WORK REQUEST
The required answer is every line of the data containing the word "struct".

Stored data
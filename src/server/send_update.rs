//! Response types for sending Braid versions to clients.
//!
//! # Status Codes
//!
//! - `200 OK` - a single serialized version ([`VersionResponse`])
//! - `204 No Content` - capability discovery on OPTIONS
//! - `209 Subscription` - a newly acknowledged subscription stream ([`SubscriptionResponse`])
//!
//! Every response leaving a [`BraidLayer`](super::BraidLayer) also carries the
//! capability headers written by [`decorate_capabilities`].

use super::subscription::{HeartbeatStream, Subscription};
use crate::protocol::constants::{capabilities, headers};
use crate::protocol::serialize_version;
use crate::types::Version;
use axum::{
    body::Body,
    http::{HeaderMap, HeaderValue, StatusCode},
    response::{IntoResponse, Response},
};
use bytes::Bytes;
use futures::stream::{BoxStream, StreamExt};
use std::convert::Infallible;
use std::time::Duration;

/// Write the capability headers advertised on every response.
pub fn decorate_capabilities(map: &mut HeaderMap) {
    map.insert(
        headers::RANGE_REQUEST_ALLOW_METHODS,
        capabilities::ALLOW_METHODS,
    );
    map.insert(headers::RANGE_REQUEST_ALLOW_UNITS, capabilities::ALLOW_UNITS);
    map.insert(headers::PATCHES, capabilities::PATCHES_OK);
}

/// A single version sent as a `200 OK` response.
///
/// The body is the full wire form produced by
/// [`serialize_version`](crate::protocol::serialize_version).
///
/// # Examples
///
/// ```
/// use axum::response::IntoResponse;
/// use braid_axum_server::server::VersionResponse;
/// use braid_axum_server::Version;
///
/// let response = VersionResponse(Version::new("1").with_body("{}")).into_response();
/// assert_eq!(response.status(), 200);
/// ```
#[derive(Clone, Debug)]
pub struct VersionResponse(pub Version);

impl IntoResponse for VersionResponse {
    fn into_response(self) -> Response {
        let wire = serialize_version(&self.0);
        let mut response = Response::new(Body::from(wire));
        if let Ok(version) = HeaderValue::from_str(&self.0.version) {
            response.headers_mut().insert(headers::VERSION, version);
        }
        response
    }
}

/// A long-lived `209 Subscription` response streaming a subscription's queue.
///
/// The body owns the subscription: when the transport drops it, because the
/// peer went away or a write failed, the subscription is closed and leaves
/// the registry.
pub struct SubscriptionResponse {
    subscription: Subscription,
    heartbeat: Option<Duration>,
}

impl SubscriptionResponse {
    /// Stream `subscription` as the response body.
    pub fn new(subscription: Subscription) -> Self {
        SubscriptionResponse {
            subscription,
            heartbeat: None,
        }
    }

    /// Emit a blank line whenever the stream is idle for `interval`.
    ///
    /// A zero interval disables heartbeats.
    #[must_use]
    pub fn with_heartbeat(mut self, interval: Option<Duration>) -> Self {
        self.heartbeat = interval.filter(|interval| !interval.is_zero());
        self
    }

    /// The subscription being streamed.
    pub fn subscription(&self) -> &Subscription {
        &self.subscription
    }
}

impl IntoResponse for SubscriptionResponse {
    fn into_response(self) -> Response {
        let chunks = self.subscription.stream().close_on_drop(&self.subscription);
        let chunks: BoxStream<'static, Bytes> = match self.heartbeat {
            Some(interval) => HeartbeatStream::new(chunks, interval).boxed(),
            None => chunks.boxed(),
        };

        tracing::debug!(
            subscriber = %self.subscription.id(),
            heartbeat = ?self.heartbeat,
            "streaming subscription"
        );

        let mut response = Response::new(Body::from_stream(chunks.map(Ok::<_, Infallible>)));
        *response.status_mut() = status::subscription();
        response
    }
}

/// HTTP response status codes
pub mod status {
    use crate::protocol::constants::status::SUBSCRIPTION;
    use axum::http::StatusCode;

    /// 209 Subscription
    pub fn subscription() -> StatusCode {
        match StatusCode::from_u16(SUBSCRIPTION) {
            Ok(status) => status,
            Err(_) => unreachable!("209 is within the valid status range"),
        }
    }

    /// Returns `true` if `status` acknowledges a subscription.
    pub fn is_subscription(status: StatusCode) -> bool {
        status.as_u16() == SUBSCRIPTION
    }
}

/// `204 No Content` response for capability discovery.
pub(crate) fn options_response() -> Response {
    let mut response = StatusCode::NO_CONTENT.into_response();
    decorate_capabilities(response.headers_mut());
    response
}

EXERCISE ANSWER
pub struct VersionResponse(pub Version);
pub struct SubscriptionResponse {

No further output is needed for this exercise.